I isolate the one in the green bikini, and she is curvy, with hair like a sheet of burned gold, mouth full of lips and teeth, but perfectly proportionate.
I shake my head.
“Seriously, Guy. Look at her,” Bride says. I pay attention to her voice. Nothing in it suggests she’s getting upset over this. It doesn’t sound as if this was one of those girl tests, checking what or whom I’m attracted to so that she can twist it into a fight.
I say, carefully, “No. Not my type. Perhaps the other one, the one in the stripey one-piece.”
“What? Her ?”
“I don’t know, there’s something about her,” I say.
“She’s a fucking fire hydrant. I’m sorry.”
“Yes. That’s why I like her. Take a closer look.”
I wait. I wait for her to observe the girl carefully, and she does. I watch her eyes zero in on the girl. I bend down to stroke Dog’s bumpy head.
Bride sighs, “She’s just so –”
“Yeah,” I say. “Plain . That’s it. Let’s go,” I say, and pull her along.
We walk all the way to the end of the beach in silence. I watch Bride looking at groups of girls and couples and individual girls around us, and I imagine my eyes seeing through hers, seeing through the awakening of her eyes. I imagine my eyes blending with hers, teaching them to see what I see.
* * *
When we get back to my place, we both drink a glass of vanilla-protein smoothie.
“Tell me more.” She sets her glass down.
“Okay. It’s like a fetish. But not quite. They’re not essential to my fulfillment of sexual pleasure. It’s more cerebral. It’s all about me, but it doesn’t work if they’re not involved the way I need them to be.”
“So you want these girls to worship you?”

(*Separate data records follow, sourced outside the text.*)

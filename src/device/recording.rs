//! Headless recording device
//!
//! Records every primitive as a [`DeviceCall`] and tracks which handles are
//! alive. No pixel data is kept, only extents and whether content was given.

use image::RgbaImage;
use rustc_hash::FxHashSet;

use super::{DeviceTexture, ImageTarget, TextureDescriptor, TextureDevice};
use crate::errors::{Result, TextureError};
use crate::resources::format::PixelLayout;
use crate::resources::sampler::SamplerState;
use crate::resources::texture::TextureKind;

/// One recorded driver call.
#[derive(Debug, Clone, PartialEq, Eq)]
pub enum DeviceCall {
    CreateTexture {
        texture: DeviceTexture,
        kind: TextureKind,
        width: u32,
        height: u32,
    },
    DestroyTexture(DeviceTexture),
    ActivateUnit(u32),
    BindTexture {
        kind: TextureKind,
        texture: DeviceTexture,
    },
    UploadImage {
        texture: DeviceTexture,
        target: ImageTarget,
        width: u32,
        height: u32,
        premultiply_alpha: bool,
    },
    UploadData {
        texture: DeviceTexture,
        target: ImageTarget,
        width: u32,
        height: u32,
        has_data: bool,
    },
    AllocateLayers {
        texture: DeviceTexture,
        width: u32,
        height: u32,
        layers: u32,
    },
    UploadLayer {
        texture: DeviceTexture,
        layer: u32,
        width: u32,
        height: u32,
    },
    UploadImageLayer {
        texture: DeviceTexture,
        layer: u32,
        width: u32,
        height: u32,
        premultiply_alpha: bool,
    },
    ApplySampler {
        texture: DeviceTexture,
        kind: TextureKind,
        sampler: SamplerState,
    },
}

impl DeviceCall {
    /// Whether this call writes or allocates texel storage.
    #[must_use]
    pub fn is_upload(&self) -> bool {
        matches!(
            self,
            Self::UploadImage { .. }
                | Self::UploadData { .. }
                | Self::AllocateLayers { .. }
                | Self::UploadLayer { .. }
                | Self::UploadImageLayer { .. }
        )
    }
}

#[derive(Debug)]
pub struct RecordingDevice {
    max_units: u32,
    next_handle: u64,
    live: FxHashSet<DeviceTexture>,
    calls: Vec<DeviceCall>,
}

impl Default for RecordingDevice {
    fn default() -> Self {
        Self::new(16)
    }
}

impl RecordingDevice {
    #[must_use]
    pub fn new(max_units: u32) -> Self {
        Self {
            max_units,
            next_handle: 1,
            live: FxHashSet::default(),
            calls: Vec::new(),
        }
    }

    #[must_use]
    pub fn calls(&self) -> &[DeviceCall] {
        &self.calls
    }

    pub fn clear_calls(&mut self) {
        self.calls.clear();
    }

    /// Counts recorded calls matching `predicate`.
    pub fn count(&self, predicate: impl Fn(&DeviceCall) -> bool) -> usize {
        self.calls.iter().filter(|call| predicate(call)).count()
    }

    #[must_use]
    pub fn upload_count(&self) -> usize {
        self.count(DeviceCall::is_upload)
    }

    #[must_use]
    pub fn activation_count(&self) -> usize {
        self.count(|call| matches!(call, DeviceCall::ActivateUnit(_)))
    }

    #[must_use]
    pub fn is_live(&self, texture: DeviceTexture) -> bool {
        self.live.contains(&texture)
    }

    #[must_use]
    pub fn live_count(&self) -> usize {
        self.live.len()
    }

    fn check_live(&self, texture: DeviceTexture) -> Result<()> {
        if self.live.contains(&texture) {
            Ok(())
        } else {
            Err(TextureError::UnknownTexture(texture))
        }
    }
}

impl TextureDevice for RecordingDevice {
    fn max_texture_units(&self) -> u32 {
        self.max_units
    }

    fn create_texture(&mut self, desc: &TextureDescriptor<'_>) -> Result<DeviceTexture> {
        let texture = DeviceTexture(self.next_handle);
        self.next_handle += 1;
        self.live.insert(texture);
        self.calls.push(DeviceCall::CreateTexture {
            texture,
            kind: desc.kind,
            width: desc.width,
            height: desc.height,
        });
        Ok(texture)
    }

    fn destroy_texture(&mut self, texture: DeviceTexture) {
        self.live.remove(&texture);
        self.calls.push(DeviceCall::DestroyTexture(texture));
    }

    fn activate_unit(&mut self, unit: u32) {
        self.calls.push(DeviceCall::ActivateUnit(unit));
    }

    fn bind_texture(&mut self, kind: TextureKind, texture: DeviceTexture) {
        self.calls.push(DeviceCall::BindTexture { kind, texture });
    }

    fn upload_image(
        &mut self,
        texture: DeviceTexture,
        target: ImageTarget,
        layout: &PixelLayout,
        image: &RgbaImage,
    ) -> Result<()> {
        self.check_live(texture)?;
        self.calls.push(DeviceCall::UploadImage {
            texture,
            target,
            width: image.width(),
            height: image.height(),
            premultiply_alpha: layout.premultiply_alpha,
        });
        Ok(())
    }

    fn upload_data(
        &mut self,
        texture: DeviceTexture,
        target: ImageTarget,
        _layout: &PixelLayout,
        width: u32,
        height: u32,
        data: Option<&[u8]>,
    ) -> Result<()> {
        self.check_live(texture)?;
        self.calls.push(DeviceCall::UploadData {
            texture,
            target,
            width,
            height,
            has_data: data.is_some(),
        });
        Ok(())
    }

    fn allocate_layers(
        &mut self,
        texture: DeviceTexture,
        _layout: &PixelLayout,
        width: u32,
        height: u32,
        layers: u32,
    ) -> Result<()> {
        self.check_live(texture)?;
        self.calls.push(DeviceCall::AllocateLayers {
            texture,
            width,
            height,
            layers,
        });
        Ok(())
    }

    fn upload_layer(
        &mut self,
        texture: DeviceTexture,
        _layout: &PixelLayout,
        layer: u32,
        width: u32,
        height: u32,
        _data: &[u8],
    ) -> Result<()> {
        self.check_live(texture)?;
        self.calls.push(DeviceCall::UploadLayer {
            texture,
            layer,
            width,
            height,
        });
        Ok(())
    }

    fn upload_image_layer(
        &mut self,
        texture: DeviceTexture,
        layout: &PixelLayout,
        layer: u32,
        image: &RgbaImage,
    ) -> Result<()> {
        self.check_live(texture)?;
        self.calls.push(DeviceCall::UploadImageLayer {
            texture,
            layer,
            width: image.width(),
            height: image.height(),
            premultiply_alpha: layout.premultiply_alpha,
        });
        Ok(())
    }

    fn apply_sampler(
        &mut self,
        texture: DeviceTexture,
        kind: TextureKind,
        sampler: &SamplerState,
    ) -> Result<()> {
        self.check_live(texture)?;
        self.calls.push(DeviceCall::ApplySampler {
            texture,
            kind,
            sampler: *sampler,
        });
        Ok(())
    }
}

“Not exactly. You see, a girl like that, a plain girl, would never have a chance to be with someone like me, right? I mean, I know it’s arrogant, but I’m simply stating the facts. Beautiful women often pair up with unattractive, plain men. It’s not fair, but it happens. Why does it happen? Because of power, money, control. A beautiful woman wants control and money and power, and he wants her beauty. They work out an arrangement and everyone is happy. But what about a woman who’s not attractive? A woman who’s not only unattractive, but has no other power? A girl who is not yet formed, but who already knows enough about the world to not let herself have any hope about her ability to attract guys, interesting, smart, attractive guys? You see, if I give her the illusion that it’s possible for her to be desired by someone beautiful and successful, I may open her up to so many possibilities, may even give her enough boost to do something interesting and powerful with her life –”
“But what makes you think that she won’t anyway? This is bananas.” Bride doesn’t sound angry.
“Yes. Yes, she might. But sadly, the world values women based on their looks, and sadly, most women base their own value on looks. So I’m just responding to that, nothing else. I bring joy to girls who would otherwise have to wait for joy for a long time. Maybe forever.”
Bride’s big brown eyes scan my face cautiously. But I can’t stop now. “It gives me great joy to awaken this in them. I delight in knowing that I’m their first love – this doesn’t happen every time, of course, but still, it happens. It’s a lovely thing, Bride. I enjoy knowing that they go out into the world feeling like princesses. Feeling like they could do just about anything.”
“You think they feel this because of you? You seriously think this way?” She’s not raising her voice or making any ugly faces when she says this. She says this with the same calmness as when she asked me for a vanilla-protein smoothie.
“Why not? Why shouldn’t I believe it? Bride, look at me. It’s a dick thing to say, but I’m a catch, don’t you think?”
She gives a little smirk.
“Why do people always shit on those who admit to being awesome? I’m awesome, and I won’t let people shit on me – what’s wrong with that? And I believe that I was put on this earth to bring a few girls some great memories, some happiness even – what’s wrong with that?”
“Nothing. Nothing’s wrong with that,” she says.